The room became so uncomfortable that Rich tried to get a round of Drather going on the school’s teachers, but Roxanne shut that down immediately. Toby opened his eyes. Rachel narrowed hers in a way that would have been imperceptible if everyone at the table hadn’t known they had just been arguing in the kitchen. They sat on opposite ends of the table, staring at each other while their guests grasped desperately for a neutral subject.
* * *
—
SAM ROTHBERG WAS everything Rachel wished Toby were: ambitious, successful, tall, at home among the wealthy. But he was also vain, vapid, superficial, ostentatious, an idiot bro who played in fantasy leagues. Sam Rothberg was all that Toby felt he needed to protect his family from. Sam Rothberg was who he pictured when Solly said he wanted to go to golf camp and Toby’s blood ran cold from the implications of this place where he lived inside but felt he existed outside—this place he was in but not of. His children were of it, though. He realized that now. They never stood a chance. What had he been thinking?

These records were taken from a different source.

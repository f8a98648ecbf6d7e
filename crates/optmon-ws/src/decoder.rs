//! Binary tick decoder for the market-data channel.
//!
//! Frames are fixed-offset and little-endian:
//!
//! | Offset  | Size | Field                                   |
//! |---------|------|-----------------------------------------|
//! | 0       | 1    | mode (1 LTP, 2 QUOTE, 3 SNAPQUOTE)      |
//! | 1       | 1    | exchange type                           |
//! | 2..27   | 25   | NUL-terminated ASCII token              |
//! | 27..35  | 8    | sequence number                         |
//! | 35..43  | 8    | exchange timestamp (epoch ms)           |
//! | 43..51  | 8    | last traded price × 100                 |
//! | 51..123 | 72   | QUOTE section                           |
//! | 123..379| 256  | SNAPQUOTE section                       |
//!
//! A frame that claims a richer mode than its length supports degrades to
//! the fields it does carry.

use crate::error::{WsError, WsResult};
use optmon_core::{DepthLevel, Price, QuoteData, SnapQuoteData, Tick, TickMode};

/// Minimum frame length (LTP section).
pub const LTP_FRAME_LEN: usize = 51;
/// Length through the end of the QUOTE section.
pub const QUOTE_FRAME_LEN: usize = 123;
/// Length through the end of the SNAPQUOTE section.
pub const SNAP_QUOTE_FRAME_LEN: usize = 379;

const TOKEN_START: usize = 2;
const TOKEN_END: usize = 27;
const DEPTH_START: usize = 147;
const DEPTH_PACKET_LEN: usize = 20;
const DEPTH_PACKETS: usize = 10;
const DEPTH_BUY_FLAG: u16 = 1;

#[inline]
fn read_u16(buf: &[u8], at: usize) -> u16 {
    let mut b = [0u8; 2];
    b.copy_from_slice(&buf[at..at + 2]);
    u16::from_le_bytes(b)
}

#[inline]
fn read_u64(buf: &[u8], at: usize) -> u64 {
    let mut b = [0u8; 8];
    b.copy_from_slice(&buf[at..at + 8]);
    u64::from_le_bytes(b)
}

#[inline]
fn read_f64(buf: &[u8], at: usize) -> f64 {
    f64::from_bits(read_u64(buf, at))
}

#[inline]
fn read_price(buf: &[u8], at: usize) -> Price {
    Price::from_feed_units(read_u64(buf, at))
}

fn read_token(buf: &[u8]) -> String {
    let raw = &buf[TOKEN_START..TOKEN_END];
    let end = raw.iter().position(|&b| b == 0).unwrap_or(raw.len());
    String::from_utf8_lossy(&raw[..end]).trim().to_string()
}

/// Decode one binary market-data frame.
///
/// An unrecognised mode byte decodes as LTP.
///
/// # Errors
///
/// `WsError::MalformedFrame` if the buffer is shorter than [`LTP_FRAME_LEN`].
pub fn decode_tick(buf: &[u8]) -> WsResult<Tick> {
    if buf.len() < LTP_FRAME_LEN {
        return Err(WsError::MalformedFrame {
            len: buf.len(),
            min: LTP_FRAME_LEN,
        });
    }

    let mode = TickMode::from_u8(buf[0]).unwrap_or(TickMode::Ltp);

    let quote = if mode >= TickMode::Quote && buf.len() >= QUOTE_FRAME_LEN {
        Some(decode_quote(buf))
    } else {
        None
    };

    let snap_quote = if mode == TickMode::SnapQuote && buf.len() >= SNAP_QUOTE_FRAME_LEN {
        Some(decode_snap_quote(buf))
    } else {
        None
    };

    Ok(Tick {
        mode,
        exchange_type: buf[1],
        token: read_token(buf),
        sequence_number: read_u64(buf, 27),
        exchange_timestamp: read_u64(buf, 35),
        last_traded_price: read_price(buf, 43),
        quote,
        snap_quote,
    })
}

fn decode_quote(buf: &[u8]) -> QuoteData {
    QuoteData {
        last_traded_quantity: read_u64(buf, 51),
        average_traded_price: read_price(buf, 59),
        volume: read_u64(buf, 67),
        total_buy_quantity: read_f64(buf, 75),
        total_sell_quantity: read_f64(buf, 83),
        open: read_price(buf, 91),
        high: read_price(buf, 99),
        low: read_price(buf, 107),
        close: read_price(buf, 115),
    }
}

fn decode_snap_quote(buf: &[u8]) -> SnapQuoteData {
    let mut best_five_buy = Vec::with_capacity(5);
    let mut best_five_sell = Vec::with_capacity(5);

    for i in 0..DEPTH_PACKETS {
        let at = DEPTH_START + i * DEPTH_PACKET_LEN;
        let level = DepthLevel {
            quantity: read_u64(buf, at + 2),
            price: read_price(buf, at + 10),
            orders: read_u16(buf, at + 18),
        };
        if read_u16(buf, at) == DEPTH_BUY_FLAG {
            best_five_buy.push(level);
        } else {
            best_five_sell.push(level);
        }
    }

    SnapQuoteData {
        last_traded_timestamp: read_u64(buf, 123),
        open_interest: read_u64(buf, 131),
        open_interest_change_pct: read_f64(buf, 139),
        best_five_buy,
        best_five_sell,
        upper_circuit: read_price(buf, 347),
        lower_circuit: read_price(buf, 355),
        week_52_high: read_price(buf, 363),
        week_52_low: read_price(buf, 371),
    }
}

But while Toby was fighting the pull of this soft, stupid life, Rachel was opting into it on every level. He realized suddenly, looking at this dipshit’s Facebook page, that it wasn’t just more money and more success Rachel had wanted out of Toby. She wanted him to be a different person. She had outgrown him. She was ready to level up. She didn’t want to renovate Seventy-second Street. She wanted to move on up. She wanted Seventy-fifth Street. She wanted the Golden.
She’d been gunning
for him the whole time, he thought now. Did she orchestrate the entire misery of their lives just to get a divorce? Or wait. Unless. Unless unless unless unless unless unless unless. What if this had started before? It couldn’t have, right? The job at Fendant—but why? Why would a man try to get his lover’s husband a job at his own company? Why would she want him to work for her boyfriend? What kind of masochistic mindfuck was that? Or did they fall in love over the plotting of it? Or did they fall in love when he was finding her an apartment to live in? Or did he find her an apartment because they were in love? He closed his laptop as if that could make the questions stop.
So they, Toby and Rachel, they never stood a chance, either. Rachel—his beautiful, smart, successful wife—had dabbled in this world too much to be able to resist it. She had jumped into the pool and was wondering why she was so wet. Or no! She was not wondering! There was no more wondering. There hadn’t been any wondering for years. You couldn’t go to the private school without wishing you were one of them. You couldn’t go to buy a house in the Hamptons and then wonder who you were. You were one of them. How had he missed all of this? God, what an idiot he was.